Após a CPI, Daniel Tarciso foi suspenso um ano, e depois novamente por seis meses. Mas acabou se formando em cerimonia arranjada na surdina em fevereiro de 2017. Teve o registro médico negado pelo CREMESP, mas conseguiu obtê-lo em Pernambuco e hoje exerce a prática médica na cidade de São Paulo normalmente.
Uma das únicas sobreviventes que se dispôs a denunciá-lo formalmente foi chamada a depor no processo administrativo pelo menos 8 vezes ao longo de 2 anos. Existem vastas pesquisas que demonstram as consequências do estresse pós-traumático nos depoimentos de vítima de violência sexual, que são usualmente fragmentados e não-lineares. Cada vez que a vítima conta o episódio de violência ela revive as sensações do evento traumático, sentindo culpa, nojo, medo, asco, tudo vem à tona novamente. Exigir essa quantidade de depoimentos de uma sobrevivente é tortura. E ainda assim ele não foi jubilado da USP. Pelo contrário, estamos assistindo de camarote a emergência do próximo Roger Abdelmassih.
Mas antes que a Universidade possa ser um lugar mais acolhedor para as mulheres no futuro, uma sobrevivente de estupro que, contra tudo e contra todos, escolheu denunciar seu agressor, teve que ver seu abusador se formar e sair ileso. Teve que ouvir de um juiz de direito que sua palavra não valia o suficiente, que ao concordarem entrar no apartamento do réu ela muito provavelmente consentiu com o ato sexual. Ela abandonou o curso, ficou doente (quem não ficaria?) e hoje sua mãe estuda Direito, numa tentativa desesperada – e comovente – de tentar entender o porquê sua filha não viu Justiça ser feita contra seu algoz.
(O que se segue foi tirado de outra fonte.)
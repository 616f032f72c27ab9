//! Conversion service client
//!
//! Issues the single outbound request of the application: a multipart POST
//! carrying the raw CSV bytes plus the three configuration values as query
//! parameters. The service's 2xx body is the generated DML as plain text;
//! non-2xx bodies may carry a JSON `detail` string with the rejection reason.

use crate::model::workflow::{SubmissionRequest, GENERIC_ERROR_MESSAGE};
use reqwest::blocking::multipart::{Form, Part};
use reqwest::blocking::Client;
use reqwest::StatusCode;
use std::path::Path;
use thiserror::Error;

#[derive(Error, Debug)]
pub enum ConvertError {
    #[error("could not read {path}: {source}")]
    Io {
        path: String,
        #[source]
        source: std::io::Error,
    },

    #[error("request failed: {0}")]
    Transport(#[from] reqwest::Error),

    #[error("service rejected the conversion ({status})")]
    Service {
        status: StatusCode,
        detail: Option<String>,
    },
}

impl ConvertError {
    /// Message shown to the user.
    ///
    /// A structured service detail is surfaced verbatim; everything else
    /// collapses to the fixed fallback string.
    pub fn user_message(&self) -> String {
        match self {
            ConvertError::Service {
                detail: Some(detail),
                ..
            } => detail.clone(),
            _ => GENERIC_ERROR_MESSAGE.to_string(),
        }
    }
}

/// Client for the remote CSV-to-DML conversion service
#[derive(Clone)]
pub struct ConversionClient {
    client: Client,
    endpoint: String,
}

impl ConversionClient {
    pub fn new(endpoint: String) -> Self {
        Self {
            client: Client::new(),
            endpoint,
        }
    }

    pub fn endpoint(&self) -> &str {
        &self.endpoint
    }

    /// Send one conversion request and return the DML body verbatim.
    ///
    /// Fire-once: no retries, no timeout beyond the transport's own.
    pub fn convert(&self, request: &SubmissionRequest) -> Result<String, ConvertError> {
        let bytes = read_file(&request.file.path)?;
        let part = Part::bytes(bytes)
            .file_name(request.file.name.clone())
            .mime_str("text/csv")?;
        let form = Form::new().part("file", part);

        let response = self
            .client
            .post(&self.endpoint)
            .query(&[
                ("table_name", request.table_name.as_str()),
                ("case_transform", request.case_transform.wire_name()),
                ("sql_dialect", request.sql_dialect.wire_name()),
            ])
            .multipart(form)
            .send()?;

        let status = response.status();
        if status.is_success() {
            Ok(response.text()?)
        } else {
            let detail = response.text().ok().as_deref().and_then(extract_detail);
            Err(ConvertError::Service { status, detail })
        }
    }
}

fn read_file(path: &Path) -> Result<Vec<u8>, ConvertError> {
    std::fs::read(path).map_err(|source| ConvertError::Io {
        path: path.display().to_string(),
        source,
    })
}

/// Pull the `detail` string out of a JSON error body, if there is one
fn extract_detail(body: &str) -> Option<String> {
    let value: serde_json::Value = serde_json::from_str(body).ok()?;
    value.get("detail")?.as_str().map(|s| s.to_string())
}

#[cfg(test)]
mod tests {
    use super::*;
    use crate::model::workflow::{CaseTransform, SelectedFile, SqlDialect};
    use httpmock::prelude::*;
    use std::io::Write;

    fn csv_fixture(contents: &str) -> tempfile::NamedTempFile {
        let mut file = tempfile::Builder::new()
            .prefix("rows")
            .suffix(".csv")
            .tempfile()
            .unwrap();
        file.write_all(contents.as_bytes()).unwrap();
        file
    }

    fn request_for(file: &tempfile::NamedTempFile) -> SubmissionRequest {
        SubmissionRequest {
            file: SelectedFile::new(file.path().to_path_buf()),
            table_name: "customers".to_string(),
            case_transform: CaseTransform::Uppercase,
            sql_dialect: SqlDialect::Mysql,
        }
    }

    #[test]
    fn test_convert_sends_params_and_returns_body_verbatim() {
        let server = MockServer::start();
        let dml = "INSERT INTO CUSTOMERS (id, name) VALUES ('1', 'ANA');\n";

        let mock = server.mock(|when, then| {
            when.method(POST)
                .path("/upload/")
                .query_param("table_name", "customers")
                .query_param("case_transform", "uppercase")
                .query_param("sql_dialect", "mysql")
                .body_contains("id,name\n1,Ana\n");
            then.status(200)
                .header("Content-Type", "text/plain")
                .body(dml);
        });

        let file = csv_fixture("id,name\n1,Ana\n");
        let client = ConversionClient::new(server.url("/upload/"));
        let result = client.convert(&request_for(&file)).unwrap();

        mock.assert();
        assert_eq!(result, dml);
    }

    #[test]
    fn test_convert_forwards_filename_in_multipart_part() {
        let server = MockServer::start();

        let mock = server.mock(|when, then| {
            when.method(POST)
                .path("/upload/")
                .body_contains("name=\"file\"")
                .body_contains("rows.csv");
            then.status(200).body("");
        });

        let file = csv_fixture("a,b\n");
        let mut request = request_for(&file);
        request.file.name = "rows.csv".to_string();

        let client = ConversionClient::new(server.url("/upload/"));
        client.convert(&request).unwrap();

        mock.assert();
    }

    #[test]
    fn test_service_error_with_detail() {
        let server = MockServer::start();

        server.mock(|when, then| {
            when.method(POST).path("/upload/");
            then.status(400)
                .header("Content-Type", "application/json")
                .body(r#"{"detail": "Coluna ausente"}"#);
        });

        let file = csv_fixture("a,b\n");
        let client = ConversionClient::new(server.url("/upload/"));
        let err = client.convert(&request_for(&file)).unwrap_err();

        match &err {
            ConvertError::Service { status, detail } => {
                assert_eq!(*status, StatusCode::BAD_REQUEST);
                assert_eq!(detail.as_deref(), Some("Coluna ausente"));
            }
            other => panic!("expected Service error, got {:?}", other),
        }
        assert_eq!(err.user_message(), "Coluna ausente");
    }

    #[test]
    fn test_service_error_without_detail_falls_back() {
        let server = MockServer::start();

        server.mock(|when, then| {
            when.method(POST).path("/upload/");
            then.status(500).body("Internal Server Error");
        });

        let file = csv_fixture("a,b\n");
        let client = ConversionClient::new(server.url("/upload/"));
        let err = client.convert(&request_for(&file)).unwrap_err();

        assert!(matches!(err, ConvertError::Service { detail: None, .. }));
        assert_eq!(err.user_message(), GENERIC_ERROR_MESSAGE);
    }

    #[test]
    fn test_service_error_with_non_string_detail_falls_back() {
        let server = MockServer::start();

        server.mock(|when, then| {
            when.method(POST).path("/upload/");
            then.status(422)
                .header("Content-Type", "application/json")
                .body(r#"{"detail": [{"loc": ["file"], "msg": "field required"}]}"#);
        });

        let file = csv_fixture("a,b\n");
        let client = ConversionClient::new(server.url("/upload/"));
        let err = client.convert(&request_for(&file)).unwrap_err();

        assert_eq!(err.user_message(), GENERIC_ERROR_MESSAGE);
    }

    #[test]
    fn test_connection_failure_is_transport_error() {
        // Nothing listens on this port
        let file = csv_fixture("a,b\n");
        let client = ConversionClient::new("http://127.0.0.1:1/upload/".to_string());
        let err = client.convert(&request_for(&file)).unwrap_err();

        assert!(matches!(err, ConvertError::Transport(_)));
        assert_eq!(err.user_message(), GENERIC_ERROR_MESSAGE);
    }

    #[test]
    fn test_unreadable_file_is_io_error() {
        let request = SubmissionRequest {
            file: SelectedFile::new("/nonexistent/rows.csv".into()),
            table_name: "customers".to_string(),
            case_transform: CaseTransform::None,
            sql_dialect: SqlDialect::Postgresql,
        };

        let client = ConversionClient::new("http://127.0.0.1:1/upload/".to_string());
        let err = client.convert(&request).unwrap_err();

        assert!(matches!(err, ConvertError::Io { .. }));
        assert_eq!(err.user_message(), GENERIC_ERROR_MESSAGE);
    }

    #[test]
    fn test_extract_detail() {
        assert_eq!(
            extract_detail(r#"{"detail": "bad csv"}"#),
            Some("bad csv".to_string())
        );
        assert_eq!(extract_detail(r#"{"message": "bad csv"}"#), None);
        assert_eq!(extract_detail("not json"), None);
        assert_eq!(extract_detail(r#"{"detail": 42}"#), None);
    }
}
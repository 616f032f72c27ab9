//! csv2dml-tui - A terminal UI for CSV to SQL DML conversion
//!
//! This is the main entry point for the csv2dml-tui application.
//! It uses the Component Architecture pattern from ratatui.

mod action;
mod app;
mod component;
mod components;
mod config;
mod model;
mod services;
mod tui;

use crate::action::Action;
use crate::app::App;
use crate::component::Component;
use crate::tui::Tui;
use anyhow::Result;
use crossterm::event::Event;
use std::time::Duration;

fn main() -> Result<()> {
    // Setup terminal
    let mut tui = Tui::new()?.with_tick_rate(Duration::from_millis(100));
    tui.enter()?;

    // Create app state
    let mut app = App::new();

    // Main event loop
    let result = run_app(&mut tui, &mut app);

    // Cleanup terminal
    tui.exit()?;

    // Handle any errors
    if let Err(err) = result {
        eprintln!("Error: {:?}", err);
        std::process::exit(1);
    }

    Ok(())
}

/// Run the main application loop
fn run_app(tui: &mut Tui, app: &mut App) -> Result<()> {
    while !app.should_quit {
        // Draw the UI
        tui.draw(|frame| {
            if let Err(e) = app.draw(frame, frame.area()) {
                eprintln!("Draw error: {}", e);
            }
        })?;

        // Poll for events
        if let Some(event) = tui.next_event()? {
            // Convert event to action
            let action = match event {
                Event::Key(key) => app.handle_key_event(key)?,
                Event::Resize(w, h) => Some(Action::Resize(w, h)),
                _ => None,
            };

            // Process the action
            if let Some(action) = action {
                // Action might produce a follow-up action
                let mut current_action = Some(action);
                while let Some(a) = current_action {
                    current_action = app.update(a)?;
                }
            }
        } else {
            // No event - send a tick for time-based updates
            app.update(Action::Tick)?;
        }
    }

    Ok(())
}
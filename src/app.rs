//! Root application component
//!
//! The App struct implements the Component trait, acting as the root component
//! that delegates event handling and rendering to child components.
//! App is intentionally lean - it coordinates between components but
//! does not contain business logic itself.

use crate::action::Action;
use crate::component::Component;
use crate::components::{
    FilePickerComponent, HelpDialog, HomeComponent, HomeRenderContext, QuitDialog,
};
use crate::config::Config;
use crate::model::modal::{Modal, ModalStack};
use crate::model::{SelectedFile, WorkflowState};
use crate::services::{self, ConversionClient, SubmitRunner};
use anyhow::Result;
use crossterm::event::{KeyCode, KeyEvent, KeyModifiers};
use ratatui::{layout::Rect, Frame};
use std::path::PathBuf;
use std::time::{Duration, Instant};

/// Status line shown after a successful clipboard copy
const COPY_CONFIRMATION: &str = "Result copied to clipboard";

/// How long the status line stays visible
const STATUS_MESSAGE_TTL: Duration = Duration::from_secs(3);

// ═══════════════════════════════════════════════════════════════════════════════
// App Struct
// ═══════════════════════════════════════════════════════════════════════════════

/// Main application state - coordinates between components
pub struct App {
    /// Conversion workflow state shared with the result panel
    pub workflow: WorkflowState,

    /// Stack of open modal overlays
    pub modals: ModalStack,

    /// Background submission runner, polled on Tick
    pub submit_runner: SubmitRunner,

    /// HTTP client for the conversion service
    client: ConversionClient,

    /// Set to true to exit the main loop
    pub should_quit: bool,

    /// Transient status message and when it was shown; expires on Tick
    pub status_message: Option<(String, Instant)>,

    pub config: Config,

    // Child components
    pub home: HomeComponent,
    pub file_picker: FilePickerComponent,
    quit_dialog: QuitDialog,
    help_dialog: HelpDialog,
}

impl Default for App {
    fn default() -> Self {
        Self::new()
    }
}

impl App {
    pub fn new() -> App {
        let config = match Config::load() {
            Some(config) => config,
            None => {
                // First launch: persist the defaults so the endpoint is
                // editable without consulting the docs. A read-only home
                // is not fatal.
                let config = Config::default();
                let _ = config.save();
                config
            }
        };
        Self::with_config(config)
    }

    pub fn with_config(config: Config) -> App {
        let client = ConversionClient::new(config.service_url.clone());
        App {
            workflow: WorkflowState::new(),
            modals: ModalStack::new(),
            submit_runner: SubmitRunner::new(),
            client,
            should_quit: false,
            status_message: None,
            config,
            home: HomeComponent::new(),
            file_picker: FilePickerComponent::new(),
            quit_dialog: QuitDialog,
            help_dialog: HelpDialog::default(),
        }
    }

    /// Kick off a submission if the workflow accepts one
    fn submit(&mut self) {
        self.status_message = None;
        if let Some(request) = self.workflow.begin_submission() {
            self.home.result_scroll = 0;
            self.submit_runner.spawn(self.client.clone(), request);
        }
    }

    fn copy_result(&mut self) {
        if let Some(result) = self.workflow.result_text.clone() {
            if services::clipboard::copy_text(&result) {
                self.status_message = Some((COPY_CONFIRMATION.to_string(), Instant::now()));
            }
        }
    }

    fn expire_status_message(&mut self) {
        if let Some((_, shown_at)) = &self.status_message {
            if shown_at.elapsed() >= STATUS_MESSAGE_TTL {
                self.status_message = None;
            }
        }
    }

    fn open_file_picker(&mut self) {
        let start_dir = self
            .workflow
            .selected_file
            .as_ref()
            .and_then(|f| f.path.parent().map(PathBuf::from))
            .or_else(|| std::env::current_dir().ok())
            .unwrap_or_else(|| PathBuf::from("."));
        self.file_picker.open(start_dir);
        self.modals.push(Modal::FilePicker);
    }

    // ─────────────────────────────────────────────────────────────────────────
    // Modal Routing
    // ─────────────────────────────────────────────────────────────────────────

    fn handle_modal_key_event(&mut self, modal: Modal, key: KeyEvent) -> Result<Option<Action>> {
        match modal {
            Modal::QuitConfirm => self.quit_dialog.handle_key_event(key),
            Modal::FilePicker => self.file_picker.handle_key_event(key),
            Modal::Help => self.help_dialog.handle_key_event(key),
        }
    }

    fn draw_modal(&mut self, frame: &mut Frame, area: Rect, modal: Modal) -> Result<()> {
        match modal {
            Modal::QuitConfirm => self.quit_dialog.draw(frame, area),
            Modal::FilePicker => self.file_picker.draw(frame, area),
            Modal::Help => self.help_dialog.draw(frame, area),
        }
    }
}

// ═══════════════════════════════════════════════════════════════════════════════
// Component Implementation
// ═══════════════════════════════════════════════════════════════════════════════

impl Component for App {
    fn handle_key_event(&mut self, key: KeyEvent) -> Result<Option<Action>> {
        // Ctrl+C quits from anywhere
        if key.code == KeyCode::Char('c') && key.modifiers.contains(KeyModifiers::CONTROL) {
            return Ok(Some(Action::ForceQuit));
        }

        match self.modals.top() {
            Some(modal) => self.handle_modal_key_event(modal, key),
            None => self.home.handle_key_event(key),
        }
    }

    fn update(&mut self, action: Action) -> Result<Option<Action>> {
        match action {
            Action::Tick => {
                self.submit_runner.poll(&mut self.workflow);
                self.expire_status_message();
            }
            Action::ForceQuit => {
                self.should_quit = true;
            }
            Action::Resize(_, _) => {}

            // Form
            Action::NextField | Action::PrevField => {
                return self.home.update(action);
            }
            Action::TableNameInput(c) => {
                let mut name = self.workflow.table_name.clone();
                name.push(c);
                self.workflow.set_table_name(name);
            }
            Action::TableNameBackspace => {
                let mut name = self.workflow.table_name.clone();
                name.pop();
                self.workflow.set_table_name(name);
            }
            Action::NextDialect => {
                self.workflow.set_sql_dialect(self.workflow.sql_dialect.next());
            }
            Action::PrevDialect => {
                self.workflow.set_sql_dialect(self.workflow.sql_dialect.prev());
            }
            Action::NextCaseTransform => {
                self.workflow
                    .set_case_transform(self.workflow.case_transform.next());
            }
            Action::PrevCaseTransform => {
                self.workflow
                    .set_case_transform(self.workflow.case_transform.prev());
            }

            // Submission & result
            Action::Submit => self.submit(),
            Action::CopyResult => self.copy_result(),
            Action::ScrollUp | Action::ScrollDown | Action::PageUp | Action::PageDown => {
                return self.home.update(action);
            }

            // File picker
            Action::OpenFilePicker => self.open_file_picker(),
            Action::SelectFile(path) => {
                self.workflow.select_file(SelectedFile::new(path));
                self.modals.pop();
            }

            // Modals
            Action::OpenQuitDialog => self.modals.push(Modal::QuitConfirm),
            Action::OpenHelp => self.modals.push(Modal::Help),
            Action::CloseModal => {
                self.modals.pop();
            }
        }
        Ok(None)
    }

    fn draw(&mut self, frame: &mut Frame, area: Rect) -> Result<()> {
        let elapsed_secs = self.submit_runner.elapsed().map(|d| d.as_secs());
        let ctx = HomeRenderContext {
            workflow: &self.workflow,
            elapsed_secs,
            status_message: self.status_message.as_ref().map(|(m, _)| m.as_str()),
            service_url: self.client.endpoint(),
        };
        self.home.draw_with_state(frame, area, &ctx)?;

        if let Some(modal) = self.modals.top() {
            self.draw_modal(frame, area, modal)?;
        }

        Ok(())
    }
}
Amanhã, às 9h na manhã, em frente ao Tribunal de Justiça, acontecerá um ato pela condenação do Daniel.[12] O desembargador Mauricio Henrique Guimarães Pereira Filho da 5a Câmara de Direito Criminal, tem a chance de mudar essa história. Ele marcou às pressas o julgamento da apelação, entre férias, Copa do Mundo e eleições, ao que poderia parecer à distância, uma manobra para engavetar o caso. Em nome desta vítima e de todas as mulheres que sofreram ou não violência, espero que eu esteja errada.
Marina Ganzarolli é advogada, doutoranda e mestra em Sociologia Jurídica pela FDUSP, cofundadora da Rede Feminista de Juristas – DeFEMde, foi depoente na CPI dos Trotes e uma das primeiras a conversar com uma das sobreviventes de Goiás.